The RNA-seq module also utilizes field standard software and performs read alignment using the Hisat2 software (Kim et al., 2019), filters out duplicate reads using SAMtools, performs read counting using the HTSeq software (Anders, Pyl and Huber, 2015), and employs the edgeR package (Robinson, McCarthy and Smyth, 2010) to determine differentially expressed genes. The RNA seq module is further divided into a) Alignment b) edgeR analysis. The Alignment module requires fastq files (either single or paired end) and the reference genome fasta file as inputs and provides read count files as output (Fig. 1B). The edgeR module requires count files as input and provides the list of differentially expressed genes as output (Fig. 1B). Similar to the ChIP-seq module, the RNA-seq module can be easily edited in a text editor before execution to change parameters (Supplementary Information 1).
One of the novel aspects of Motifizer is an Analysis module which can be used to quantify and compare the frequency of transcription factor motifs in user provided genomic sequences.
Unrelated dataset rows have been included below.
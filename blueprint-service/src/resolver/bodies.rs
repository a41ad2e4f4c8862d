//! Workflow and policy body resolution
//!
//! Bodies appear inline (`radial` for workflows, `policy` for policy
//! events) or as `{ref: path}`; a ref is alias-mapped and resolved to the
//! referenced file's text content.

use blueprint_core::aliases::AliasMap;
use blueprint_core::error::{BlueprintError, Result};
use blueprint_core::types::{
    PoliciesSection, PolicyBody, ResolvedPolicyEvent, Value, WorkflowBody,
};
use indexmap::IndexMap;
use std::fs;

/// Resolve a workflow body to its final text
///
/// # Errors
///
/// Returns a `BlueprintError` if a ref file cannot be read.
pub fn resolve_workflow(body: &WorkflowBody, aliases: &AliasMap) -> Result<String> {
    match body {
        WorkflowBody::Inline { radial } => Ok(radial.clone()),
        WorkflowBody::Ref { reference } => read_ref(reference, aliases),
    }
}

/// Resolve a policy body to its final text
///
/// # Errors
///
/// Returns a `BlueprintError` if a ref file cannot be read.
pub fn resolve_policy(body: &PolicyBody, aliases: &AliasMap) -> Result<String> {
    match body {
        PolicyBody::Inline { policy } => Ok(policy.clone()),
        PolicyBody::Ref { reference } => read_ref(reference, aliases),
    }
}

/// Resolve every workflow in a map to its final text
///
/// # Errors
///
/// Returns a `BlueprintError` if any ref file cannot be read.
pub fn resolve_workflows(
    workflows: &IndexMap<String, WorkflowBody>,
    aliases: &AliasMap,
) -> Result<IndexMap<String, String>> {
    workflows
        .iter()
        .map(|(name, body)| Ok((name.clone(), resolve_workflow(body, aliases)?)))
        .collect()
}

/// Split the top-level policies section into resolved events and rules
///
/// # Errors
///
/// Returns a `BlueprintError` if any policy ref file cannot be read.
pub fn process_policies(
    section: Option<&PoliciesSection>,
    aliases: &AliasMap,
) -> Result<(IndexMap<String, ResolvedPolicyEvent>, IndexMap<String, Value>)> {
    let Some(section) = section else {
        return Ok((IndexMap::new(), IndexMap::new()));
    };
    let mut events = IndexMap::new();
    for (name, event) in &section.types {
        events.insert(
            name.clone(),
            ResolvedPolicyEvent {
                message: event.message.clone(),
                policy: resolve_policy(&event.body, aliases)?,
            },
        );
    }
    Ok((events, section.rules.clone()))
}

fn read_ref(reference: &str, aliases: &AliasMap) -> Result<String> {
    let path = aliases.resolve(reference);
    fs::read_to_string(path).map_err(|_| BlueprintError::RefOpenFailed {
        path: path.to_string(),
    })
}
The Analysis module employs the FIMO software (Grant, Bailey and Noble, 2011) to scan and count occurrences of transcription factor PWMs in genomic sequences and provides the number and frequency of occurrence as output. The Analysis module requires genomic coordinates (in bed format) in an excel format (Supplementary Excel File_Template) and can be used to compare up to three different categories of genomic sequences (provided in three different sheets) (Fig. 1C). The program filters out Motifs with a correlation greater than 0.6 and provides a number of files as output including the bed files and fasta sequence files in a folder named “Sequence_files”, and the frequency of each transcription factor and their comparison in each group of enhancer sequence as an excel file named as “Final result”. The final excel file contains the number of times a particular TF was found in each group of enhancer sequence (column headers “Enhancer_Group1”, “Enhancer_Group2”, “Enhancer_Group3”), the frequency of each TF in the given sequences (column headers “Enhancer_Group1_frequency”, “Enhancer_Group2_frequency”, “Enhancer_Group3_frequency”), and the comparative analysis (column headers “Enhancer_Group1/ Enhancer_Group2”, “Enhancer_Group2/ Enhancer_Group1”, “Enhancer_Group1/ Enhancer_Group3”, “Enhancer_Group2/ Enhancer_Group3”, “Enhancer_Group3/ Enhancer_Group1” and “Enhancer_Group3/ Enhancer_Group2”).